Raman and infrared techniques boost biomedical analyses

24 Mar 2021

Developments from Schott, tec5 and CEA-Leti offer improved process control and imaging.

A new integrated platform from developers Schott, Infors, and tec5 could facilitate extended use of Raman spectroscopy in bioreactors, and allow more in-situ process monitoring.

Production of the active ingredients in biopharmaceutical manufacturing places significant demands upon the analytical techniques used to monitor the process and carry out quality control, due to the complexity of the biologics involved.

Applications of photonics technologies to the challenge have included development of non-contact laser-based systems for cleaning verification of vessels used in the production process; and combining optical tweezers and holography to study cell interactions during the testing of new pharmaceuticals.

Current pharma manufacturing usually involves process analytical technologies (PAT), an umbrella term for suites of analytical, chemical and physical methods used to control manufacture, with optical techniques playing their role. The new PAT platform is a tailored combination of bioreactor, spectrometer system, and probe receptacle, according to the vendors.

Raman spectroscopy has always been an attractive candidate as a PAT component, due to its high molecular specificity and minimal sample pre-treatment needed, although hurdles relating to interference and the naturally weak Raman signals have remained. One goal for the new system is to advance Raman spectroscopy as an in-line measuring technology in bioprocesses, say the developers.

"Together we are enabling the use of Raman spectroscopy in bioreactors," commented Christian Ott from Schott. "The unique combination of advanced PAT solutions allows for reliable in-line process monitoring and control."

Tec5 already supplies Raman systems for use in pharmaceutical production, as well as biotechnology, food and agricultural industries. For the new PAT platform the Raman instruments have been designed to suit the different variants of Schott sensor receptacles used to couple the spectroscopy platform to a bioreactor, allowing Raman analysis to be performed through hermetically sealed optical windows in the system.

Rapid cancer diagnosis

An infrared imaging platform developed by French research center CEA-Leti could also benefit medical analysis and diagnostics, particularly detection of cancer in tissue sections and the discrimination of microorganisms and bacteria.

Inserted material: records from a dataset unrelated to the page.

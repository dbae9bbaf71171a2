/// Solar system: sun, orbiting earth, starfield, three camera views.
///
/// Per frame: integrate the orbit, move and spin the bodies, let the camera
/// rig place the camera, publish a status event. Panel edits land in
/// `Tunables` between frames and are read fresh on the next one.

use glam::Vec3;
use orrery_engine::*;

use crate::bodies::{self, SceneHandles};
use crate::camera_rig::{self, CameraMode};
use crate::options::SolarOptions;
use crate::orbit::{self, OrbitalState};
use crate::panel::Tunables;

/// Where the free camera starts, looking back at the sun.
pub const INITIAL_CAMERA_POS: Vec3 = Vec3::new(0.0, 0.0, -120.0);
/// Orbit-control inertia.
pub const DAMPING_FACTOR: f32 = 0.05;

// ── Game event kinds to the host ─────────────────────────────────────

/// Every frame: a = elapsed seconds, b = orbital angle, c = view code.
pub const EVENT_ORBIT_INFO: f32 = 1.0;
/// On view change: a = new view code.
pub const EVENT_VIEW_CHANGED: f32 = 2.0;

pub struct SolarSystem {
    options: SolarOptions,
    tunables: Tunables,
    orbit: OrbitalState,
    controls: OrbitControls,
    /// View applied on the previous frame, for change events.
    last_view: Option<CameraMode>,
    handles: Option<SceneHandles>,
}

impl SolarSystem {
    pub fn new() -> Self {
        Self {
            options: SolarOptions::default(),
            tunables: Tunables::default(),
            orbit: OrbitalState::new(),
            controls: OrbitControls::new().with_damping(DAMPING_FACTOR),
            last_view: None,
            handles: None,
        }
    }

    /// Move earth along its orbit and spin both bodies. Returns earth's
    /// new position.
    fn move_bodies(&mut self, ctx: &mut EngineContext) -> Vec3 {
        let elapsed = ctx.time.elapsed;
        self.orbit.advance(elapsed, self.tunables.translations_per_second);
        let earth_pos = self.orbit.earth_position();

        let Some(handles) = &self.handles else {
            return earth_pos;
        };
        if let Some(earth) = ctx.scene.get_mut(handles.earth) {
            earth.pos = earth_pos;
            earth.rotation.y = orbit::earth_spin(self.tunables.earth_rotation_rate, elapsed);
        }
        if let Some(sun) = ctx.scene.get_mut(handles.sun) {
            sun.rotation.y = orbit::sun_spin(elapsed);
        }
        earth_pos
    }
}

impl Default for SolarSystem {
    fn default() -> Self {
        Self::new()
    }
}

impl Game for SolarSystem {
    fn config(&self) -> GameConfig {
        let defaults = GameConfig::default();
        GameConfig {
            max_instances: defaults
                .max_instances
                .max(self.options.star_count + bodies::FIXED_BODY_COUNT),
            seed: self.options.seed,
            ..defaults
        }
    }

    fn configure(&mut self, json: &str) -> Result<(), EngineError> {
        self.options = SolarOptions::from_json(json)?;
        self.tunables.ambient_light = self.options.ambient_enabled;
        Ok(())
    }

    fn init(&mut self, ctx: &mut EngineContext) {
        let handles = bodies::build_scene(ctx, &self.options);
        log::info!(
            "solar-system: {} stars, light helper {}",
            handles.stars.len(),
            if handles.light_helper.is_some() { "on" } else { "off" }
        );
        self.handles = Some(handles);

        ctx.camera.position = INITIAL_CAMERA_POS;
        self.controls.target = Vec3::ZERO;
    }

    fn update(&mut self, ctx: &mut EngineContext, input: &InputQueue) {
        // ── Handle input ─────────────────────────────────────────────
        for event in input.iter() {
            self.controls.handle_event(event, &ctx.viewport);
        }

        // ── Bodies ───────────────────────────────────────────────────
        let earth_pos = self.move_bodies(ctx);
        ctx.lights.set_ambient_enabled(self.tunables.ambient_light);

        // ── Camera ───────────────────────────────────────────────────
        let view = self.tunables.view;
        camera_rig::apply(
            view,
            &mut ctx.camera,
            &mut self.controls,
            earth_pos,
            self.tunables.camera_height as f32,
        );

        // ── Emit game events ─────────────────────────────────────────
        if self.last_view != Some(view) {
            if self.last_view.is_some() {
                log::info!("view: {}", view.name());
            }
            ctx.emit_event(GameEvent::new(EVENT_VIEW_CHANGED, view.code(), 0.0, 0.0));
            self.last_view = Some(view);
        }
        ctx.emit_event(GameEvent::new(
            EVENT_ORBIT_INFO,
            ctx.time.elapsed as f32,
            self.orbit.angle() as f32,
            view.code(),
        ));
    }

    fn controls(&self) -> Vec<ControlSpec> {
        self.tunables.controls()
    }

    fn set_control(&mut self, key: &str, value: ControlValue) -> Result<(), EngineError> {
        self.tunables.apply(key, value)
    }
}

#[cfg(test)]
mod tests {
    use super::*;
    use crate::panel;
    use std::f64::consts::TAU;

    fn started(options: &str) -> (SolarSystem, EngineContext) {
        let mut game = SolarSystem::new();
        game.configure(options).unwrap();
        let mut ctx = EngineContext::from_config(&game.config());
        game.init(&mut ctx);
        (game, ctx)
    }

    /// One frame at `elapsed` seconds with no input.
    fn frame(game: &mut SolarSystem, ctx: &mut EngineContext, elapsed: f64) {
        ctx.clear_frame_data();
        ctx.time = FrameTime { elapsed, delta: 0.0 };
        game.update(ctx, &InputQueue::new());
    }

    fn earth_entity<'a>(game: &SolarSystem, ctx: &'a EngineContext) -> &'a Entity {
        let id = game.handles.as_ref().unwrap().earth;
        ctx.scene.get(id).unwrap()
    }

    #[test]
    fn earth_orbits_at_fixed_radius() {
        let (mut game, mut ctx) = started(r#"{"starCount": 0}"#);
        game.set_control(panel::TRANSLATIONS_PER_SECOND, ControlValue::Number(0.3)).unwrap();
        let mut t = 0.0;
        for _ in 0..600 {
            t += 0.016;
            frame(&mut game, &mut ctx, t);
            let r = earth_entity(&game, &ctx).pos.length();
            assert!((r - 100.0).abs() < 1e-3);
        }
    }

    #[test]
    fn spins_follow_elapsed_time() {
        let (mut game, mut ctx) = started(r#"{"starCount": 0}"#);
        frame(&mut game, &mut ctx, 4.0);
        assert!((earth_entity(&game, &ctx).rotation.y - 2.0).abs() < 1e-6);

        let sun = ctx.scene.find_by_tag(bodies::SUN_TAG).unwrap();
        assert!((sun.rotation.y + 0.4).abs() < 1e-6);
        assert_eq!(sun.pos, Vec3::ZERO);
    }

    #[test]
    fn one_revolution_per_hundred_seconds_at_default_rate() {
        let (mut game, mut ctx) = started(r#"{"starCount": 0}"#);
        for i in 1..=250 {
            frame(&mut game, &mut ctx, i as f64 * 0.4);
        }
        assert!((game.orbit.angle() - TAU).abs() < 1e-9);
        let earth = earth_entity(&game, &ctx).pos;
        assert!((earth - Vec3::new(100.0, 0.0, 0.0)).length() < 1e-3);
    }

    #[test]
    fn sun_view_places_camera_overhead() {
        let (mut game, mut ctx) = started(r#"{"starCount": 0}"#);
        frame(&mut game, &mut ctx, 0.0);
        game.set_control(panel::VIEW, ControlValue::Choice("Sun".into())).unwrap();
        game.set_control(panel::CAMERA_HEIGHT, ControlValue::Number(50.0)).unwrap();
        frame(&mut game, &mut ctx, 1.0);

        assert_eq!(ctx.camera.position, Vec3::new(0.0, 50.0, 0.0));
        assert!((ctx.camera.forward() - Vec3::NEG_Y).length() < 1e-4);
        assert_eq!(game.controls.target, Vec3::ZERO);
        assert!(!game.controls.enabled);
    }

    #[test]
    fn earth_view_uses_same_frame_position() {
        let (mut game, mut ctx) = started(r#"{"starCount": 0}"#);
        game.set_control(panel::VIEW, ControlValue::Choice("Earth".into())).unwrap();
        game.set_control(panel::TRANSLATIONS_PER_SECOND, ControlValue::Number(0.25)).unwrap();
        frame(&mut game, &mut ctx, 0.0);
        frame(&mut game, &mut ctx, 1.0);

        let earth = earth_entity(&game, &ctx).pos;
        assert!((earth - Vec3::new(0.0, 0.0, 100.0)).length() < 1e-3);
        assert_eq!(ctx.camera.position, Vec3::new(earth.x, 128.0, earth.z));
        assert_eq!(game.controls.target, earth);
    }

    #[test]
    fn free_view_returns_camera_to_controls() {
        let (mut game, mut ctx) = started(r#"{"starCount": 0}"#);
        frame(&mut game, &mut ctx, 0.0);
        // First free frame turns the camera toward the sun.
        assert!((ctx.camera.forward() - Vec3::Z).length() < 1e-4);

        game.set_control(panel::VIEW, ControlValue::Choice("Sun".into())).unwrap();
        frame(&mut game, &mut ctx, 0.1);
        game.set_control(panel::VIEW, ControlValue::Choice("You".into())).unwrap();
        game.set_control(panel::CAMERA_HEIGHT, ControlValue::Number(300.0)).unwrap();
        frame(&mut game, &mut ctx, 0.2);

        assert!(game.controls.enabled);
        // The rig no longer writes height into the camera.
        assert!((ctx.camera.position.length() - 128.0).abs() < 1e-2);
    }

    #[test]
    fn pointer_drag_orbits_only_in_free_view() {
        let (mut game, mut ctx) = started(r#"{"starCount": 0}"#);
        frame(&mut game, &mut ctx, 0.0);
        let start = ctx.camera.position;

        let mut input = InputQueue::new();
        input.push(InputEvent::PointerDown { x: 100.0, y: 100.0 });
        input.push(InputEvent::PointerMove { x: 300.0, y: 100.0 });
        ctx.time = FrameTime { elapsed: 0.1, delta: 0.1 };
        game.update(&mut ctx, &input);
        assert!((ctx.camera.position - start).length() > 1e-2);
        assert!((ctx.camera.position.length() - 120.0).abs() < 1e-2);
    }

    #[test]
    fn ambient_toggle_reaches_lights() {
        let (mut game, mut ctx) = started(r#"{"starCount": 0}"#);
        frame(&mut game, &mut ctx, 0.0);
        assert_eq!(ctx.lights.ambient(), [0.0; 3]);
        game.set_control(panel::AMBIENT_LIGHT, ControlValue::Toggle(true)).unwrap();
        frame(&mut game, &mut ctx, 0.1);
        assert!(ctx.lights.ambient_enabled());
    }

    #[test]
    fn events_report_orbit_and_view_changes() {
        let (mut game, mut ctx) = started(r#"{"starCount": 0}"#);
        frame(&mut game, &mut ctx, 0.0);
        assert_eq!(ctx.events.len(), 2);
        assert_eq!(ctx.events[0].kind, EVENT_VIEW_CHANGED);

        frame(&mut game, &mut ctx, 0.5);
        assert_eq!(ctx.events.len(), 1);
        assert_eq!(ctx.events[0].kind, EVENT_ORBIT_INFO);
        assert_eq!(ctx.events[0].a, 0.5);
        let expected_angle = 0.5 * 0.01 * std::f64::consts::TAU;
        assert!((ctx.events[0].b as f64 - expected_angle).abs() < 1e-6);
        assert_eq!(ctx.events[0].c, CameraMode::Free.code());

        game.set_control(panel::VIEW, ControlValue::Choice("Earth".into())).unwrap();
        frame(&mut game, &mut ctx, 0.6);
        assert_eq!(ctx.events[0], GameEvent::new(EVENT_VIEW_CHANGED, CameraMode::Earth.code(), 0.0, 0.0));
    }

    #[test]
    fn options_shape_config() {
        let mut game = SolarSystem::new();
        game.configure(r#"{"starCount": 5000, "seed": 11, "ambientEnabled": true}"#).unwrap();
        let config = game.config();
        assert_eq!(config.max_instances, 5000 + bodies::FIXED_BODY_COUNT);
        assert_eq!(config.seed, Some(11));
        assert!(game.tunables.ambient_light);
    }

    #[test]
    fn bad_options_keep_defaults() {
        let mut game = SolarSystem::new();
        assert!(game.configure("not json").is_err());
        assert_eq!(game.config().max_instances, GameConfig::default().max_instances);
        assert_eq!(game.config().seed, None);
    }
}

The platform aims to allow lensless multispectral mid-infrared imaging, through the use of quantum cascade laser (QCL) sources emitting at only a select number of wavelengths. This builds on previous research into whether QCLs could allow high-throughput spectral histopathology, which indicated that using carefully selected wavenumbers could assist QCLs to be cost-effective.

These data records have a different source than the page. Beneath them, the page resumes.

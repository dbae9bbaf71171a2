use bytemuck::{Pod, Zeroable};
use glam::{EulerRot, Mat4, Quat, Vec3};
use crate::core::viewport::Viewport;

/// Perspective camera.
/// Right-handed, looks down its local -Z, depth mapped to [0, 1].
#[derive(Debug, Clone)]
pub struct Camera3D {
    /// Eye position in world space.
    pub position: Vec3,
    /// World-from-camera rotation.
    pub orientation: Quat,
    /// Vertical field of view in radians.
    pub fov_y: f32,
    /// Width / height of the viewport.
    pub aspect: f32,
    pub near: f32,
    pub far: f32,
}

/// GPU-side uniform data for the camera.
/// 36 floats: view matrix, projection matrix, eye position (w = 1).
#[repr(C)]
#[derive(Debug, Clone, Copy, PartialEq, Pod, Zeroable)]
pub struct CameraUniform {
    pub view: [[f32; 4]; 4],
    pub projection: [[f32; 4]; 4],
    pub position: [f32; 4],
}

impl CameraUniform {
    pub const FLOATS: usize = 36;
}

impl Default for CameraUniform {
    fn default() -> Self {
        Camera3D::default().uniform()
    }
}

impl Default for Camera3D {
    fn default() -> Self {
        Self::perspective(75.0, 800.0 / 600.0, 0.1, 1000.0)
    }
}

impl Camera3D {
    pub fn perspective(fov_degrees: f32, aspect: f32, near: f32, far: f32) -> Self {
        Self {
            position: Vec3::ZERO,
            orientation: Quat::IDENTITY,
            fov_y: fov_degrees.to_radians(),
            aspect,
            near,
            far,
        }
    }

    pub fn with_position(mut self, position: Vec3) -> Self {
        self.position = position;
        self
    }

    /// Set orientation from Euler angles (radians, XYZ order).
    pub fn set_euler(&mut self, x: f32, y: f32, z: f32) {
        self.orientation = Quat::from_euler(EulerRot::XYZ, x, y, z);
    }

    /// Orientation as Euler angles (radians, XYZ order).
    pub fn euler(&self) -> Vec3 {
        let (x, y, z) = self.orientation.to_euler(EulerRot::XYZ);
        Vec3::new(x, y, z)
    }

    /// Rotate so the camera faces `target`, keeping world +Y as up.
    /// When looking straight down the Y axis, ±Z stands in for up.
    pub fn look_at(&mut self, target: Vec3) {
        let dir = target - self.position;
        if dir.length_squared() < 1e-12 {
            return;
        }
        let dir = dir.normalize();
        let up = if dir.cross(Vec3::Y).length_squared() < 1e-10 {
            Vec3::Z * dir.y.signum()
        } else {
            Vec3::Y
        };
        let view = Mat4::look_at_rh(self.position, target, up);
        self.orientation = Quat::from_mat4(&view.inverse()).normalize();
    }

    /// Unit vector the camera is looking along.
    pub fn forward(&self) -> Vec3 {
        self.orientation * Vec3::NEG_Z
    }

    pub fn up(&self) -> Vec3 {
        self.orientation * Vec3::Y
    }

    /// Update the aspect ratio (e.g. on window resize).
    pub fn set_aspect(&mut self, aspect: f32) {
        if aspect.is_finite() && aspect > 0.0 {
            self.aspect = aspect;
        }
    }

    /// Fit the projection to a resized viewport.
    pub fn resize(&mut self, viewport: &Viewport) {
        self.set_aspect(viewport.aspect());
    }

    pub fn view_matrix(&self) -> Mat4 {
        Mat4::from_rotation_translation(self.orientation, self.position).inverse()
    }

    pub fn projection_matrix(&self) -> Mat4 {
        Mat4::perspective_rh(self.fov_y, self.aspect, self.near, self.far)
    }

    /// Project a world point to normalized device coordinates.
    /// Returns `None` for points behind the camera.
    pub fn project(&self, point: Vec3) -> Option<Vec3> {
        let clip = self.projection_matrix() * self.view_matrix() * point.extend(1.0);
        if clip.w <= 0.0 {
            return None;
        }
        Some(clip.truncate() / clip.w)
    }

    pub fn uniform(&self) -> CameraUniform {
        CameraUniform {
            view: self.view_matrix().to_cols_array_2d(),
            projection: self.projection_matrix().to_cols_array_2d(),
            position: self.position.extend(1.0).to_array(),
        }
    }
}

#[cfg(test)]
mod tests {
    use super::*;
    use std::f32::consts::FRAC_PI_2;

    fn approx(a: Vec3, b: Vec3) -> bool {
        (a - b).length() < 1e-4
    }

    #[test]
    fn uniform_is_36_floats() {
        assert_eq!(std::mem::size_of::<CameraUniform>(), CameraUniform::FLOATS * 4);
    }

    #[test]
    fn pitch_down_looks_along_negative_y() {
        let mut cam = Camera3D::default();
        cam.set_euler(-FRAC_PI_2, 0.0, 0.0);
        assert!(approx(cam.forward(), Vec3::NEG_Y), "forward = {:?}", cam.forward());
        assert!(approx(cam.euler(), Vec3::new(-FRAC_PI_2, 0.0, 0.0)));
    }

    #[test]
    fn look_at_faces_target() {
        let mut cam = Camera3D::default().with_position(Vec3::new(0.0, 0.0, -120.0));
        cam.look_at(Vec3::ZERO);
        assert!(approx(cam.forward(), Vec3::Z));
        assert!(cam.up().y > 0.99);
    }

    #[test]
    fn look_at_straight_down_stays_finite() {
        let mut cam = Camera3D::default().with_position(Vec3::new(0.0, 50.0, 0.0));
        cam.look_at(Vec3::ZERO);
        assert!(cam.orientation.is_finite());
        assert!(approx(cam.forward(), Vec3::NEG_Y));
    }

    #[test]
    fn view_matrix_moves_eye_to_origin() {
        let mut cam = Camera3D::default().with_position(Vec3::new(3.0, 4.0, 5.0));
        cam.look_at(Vec3::ZERO);
        let eye = cam.view_matrix().transform_point3(cam.position);
        assert!(approx(eye, Vec3::ZERO));
    }

    #[test]
    fn target_projects_to_screen_center() {
        let mut cam = Camera3D::default().with_position(Vec3::new(0.0, 0.0, -120.0));
        cam.look_at(Vec3::ZERO);
        let ndc = cam.project(Vec3::ZERO).unwrap();
        assert!(ndc.x.abs() < 1e-5 && ndc.y.abs() < 1e-5);
        assert!(ndc.z > 0.0 && ndc.z < 1.0);
        assert!(cam.project(Vec3::new(0.0, 0.0, -500.0)).is_none());
    }

    #[test]
    fn resize_updates_projection() {
        let mut cam = Camera3D::default();
        let before = cam.projection_matrix();
        cam.resize(&Viewport::new(1920.0, 1080.0, 1.0));
        assert!((cam.aspect - 1920.0 / 1080.0).abs() < 1e-6);
        assert_ne!(before, cam.projection_matrix());
    }

    #[test]
    fn invalid_aspect_is_ignored() {
        let mut cam = Camera3D::default();
        cam.set_aspect(f32::NAN);
        cam.set_aspect(0.0);
        assert!((cam.aspect - 800.0 / 600.0).abs() < 1e-6);
    }
}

A combination of QCL lasers and lensless imaging with an uncooled bolometer matrix allowed CEA-Leti to carry out biochemical mapping over a wide field of view, with the data analyzed by machine-learning algorithms to classify the biological cells. Trials showed that this architecture achieved up to 94 percent successful predictions of cancer cells, according to the team, and may lead to a clinical device suitable for cancer diagnosis in hospitals.

Parallel research at CEA-Leti and discussed at SPIE Photonics West 2021 has applied lensless multi-spectral mid-IR imaging to the task of microbial diagnosis, potentially including tackling Covid-19.

The technique involves the acquisition of IR data at eight selected wavelengths corresponding to specific chemical functions of different bacteria, further reflecting the project's belief that constraining the number of wavelengths used allows a trade-off between the precision of the system and the complexity of QCL sources.

In trials, comparison of the IR spectral data with a database of 2,253 colonies belonging to eight different species and three strains of S. epidermidis showed that the optical setup and subsequent machine-learning analysis could classify bacteria species with a correct identification rate of at least 91 percent.

"The next steps are to perform a dedicated prototype with the relevant wavelengths and to demonstrate the performance of the system with samples such as human biopsies, and to create larger databases for each application," said the project. "In addition, a start up is currently in incubation."